Saved entries
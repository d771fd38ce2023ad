//! Engine configuration and its on-disk home.

use std::path::{Path, PathBuf};

use serde::{Deserialize, Serialize};
use tracing::warn;

use crate::error::Result;
use crate::model::ViewMode;

/// Layout options consumed by every computation. Column width is not listed
/// here: it always comes from the active view mode's scale.
#[derive(Debug, Clone, PartialEq, Serialize, Deserialize)]
#[serde(default)]
pub struct GanttOptions {
    pub header_height: f32,
    pub bar_height: f32,
    /// Vertical gap between bars; half of it sits above the first row.
    pub padding: f32,
    pub bar_corner_radius: f32,
    pub view_mode: ViewMode,
    /// Token pattern for bare source dates, e.g. `YYYY-MM-DD`.
    pub date_format: String,
    /// Locale tag used for month names.
    pub language: String,
    /// Bars never get narrower than this.
    pub min_bar_width: f32,
}

impl Default for GanttOptions {
    fn default() -> Self {
        Self {
            header_height: 50.0,
            bar_height: 20.0,
            padding: 18.0,
            bar_corner_radius: 3.0,
            view_mode: ViewMode::Day,
            date_format: "YYYY-MM-DD".into(),
            language: "en".into(),
            min_bar_width: 6.0,
        }
    }
}

impl GanttOptions {
    /// Height of one stacked bar slot.
    pub fn slot_height(&self) -> f32 {
        self.bar_height + self.padding
    }
}

/// Directory holding `settings.json`.
pub fn config_dir() -> PathBuf {
    directories::ProjectDirs::from("", "", "EmployeeGantt")
        .map(|dirs| dirs.config_dir().to_path_buf())
        .unwrap_or_else(|| PathBuf::from("."))
}

pub fn settings_path() -> PathBuf {
    config_dir().join("settings.json")
}

/// Load options from `path`. A missing file yields the defaults.
pub fn load_options(path: &Path) -> Result<GanttOptions> {
    match std::fs::read_to_string(path) {
        Ok(json) => Ok(serde_json::from_str(&json)?),
        Err(e) if e.kind() == std::io::ErrorKind::NotFound => Ok(GanttOptions::default()),
        Err(e) => Err(e.into()),
    }
}

/// Like [`load_options`], but reports a broken file and falls back to the
/// defaults instead of failing.
pub fn load_or_default(path: &Path) -> GanttOptions {
    load_options(path).unwrap_or_else(|e| {
        warn!(path = %path.display(), error = %e, "ignoring unreadable settings");
        GanttOptions::default()
    })
}

pub fn save_options(options: &GanttOptions, path: &Path) -> Result<()> {
    if let Some(parent) = path.parent() {
        std::fs::create_dir_all(parent)?;
    }
    let json = serde_json::to_string_pretty(options)?;
    std::fs::write(path, json)?;
    Ok(())
}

Your task: An exact copy of every record is required here.

Solution for this problem:
repository d771fd38ce2023ad
//! Engine configuration and its on-disk home.

use std::path::{Path, PathBuf};

use serde::{Deserialize, Serialize};
use tracing::warn;

use crate::error::Result;
use crate::model::ViewMode;

/// Layout options consumed by every computation. Column width is not listed
/// here: it always comes from the active view mode's scale.
#[derive(Debug, Clone, PartialEq, Serialize, Deserialize)]
#[serde(default)]
pub struct GanttOptions {
    pub header_height: f32,
    pub bar_height: f32,
    /// Vertical gap between bars; half of it sits above the first row.
    pub padding: f32,
    pub bar_corner_radius: f32,
    pub view_mode: ViewMode,
    /// Token pattern for bare source dates, e.g. `YYYY-MM-DD`.
    pub date_format: String,
    /// Locale tag used for month names.
    pub language: String,
    /// Bars never get narrower than this.
    pub min_bar_width: f32,
}

impl Default for GanttOptions {
    fn default() -> Self {
        Self {
            header_height: 50.0,
            bar_height: 20.0,
            padding: 18.0,
            bar_corner_radius: 3.0,
            view_mode: ViewMode::Day,
            date_format: "YYYY-MM-DD".into(),
            language: "en".into(),
            min_bar_width: 6.0,
        }
    }
}

impl GanttOptions {
    /// Height of one stacked bar slot.
    pub fn slot_height(&self) -> f32 {
        self.bar_height + self.padding
    }
}

/// Directory holding `settings.json`.
pub fn config_dir() -> PathBuf {
    directories::ProjectDirs::from("", "", "EmployeeGantt")
        .map(|dirs| dirs.config_dir().to_path_buf())
        .unwrap_or_else(|| PathBuf::from("."))
}

pub fn settings_path() -> PathBuf {
    config_dir().join("settings.json")
}

/// Load options from `path`. A missing file yields the defaults.
pub fn load_options(path: &Path) -> Result<GanttOptions> {
    match std::fs::read_to_string(path) {
        Ok(json) => Ok(serde_json::from_str(&json)?),
        Err(e) if e.kind() == std::io::ErrorKind::NotFound => Ok(GanttOptions::default()),
        Err(e) => Err(e.into()),
    }
}

/// Like [`load_options`], but reports a broken file and falls back to the
/// defaults instead of failing.
pub fn load_or_default(path: &Path) -> GanttOptions {
    load_options(path).unwrap_or_else(|e| {
        warn!(path = %path.display(), error = %e, "ignoring unreadable settings");
        GanttOptions::default()
    })
}

pub fn save_options(options: &GanttOptions, path: &Path) -> Result<()> {
    if let Some(parent) = path.parent() {
        std::fs::create_dir_all(parent)?;
    }
    let json = serde_json::to_string_pretty(options)?;
    std::fs::write(path, json)?;
    Ok(())
}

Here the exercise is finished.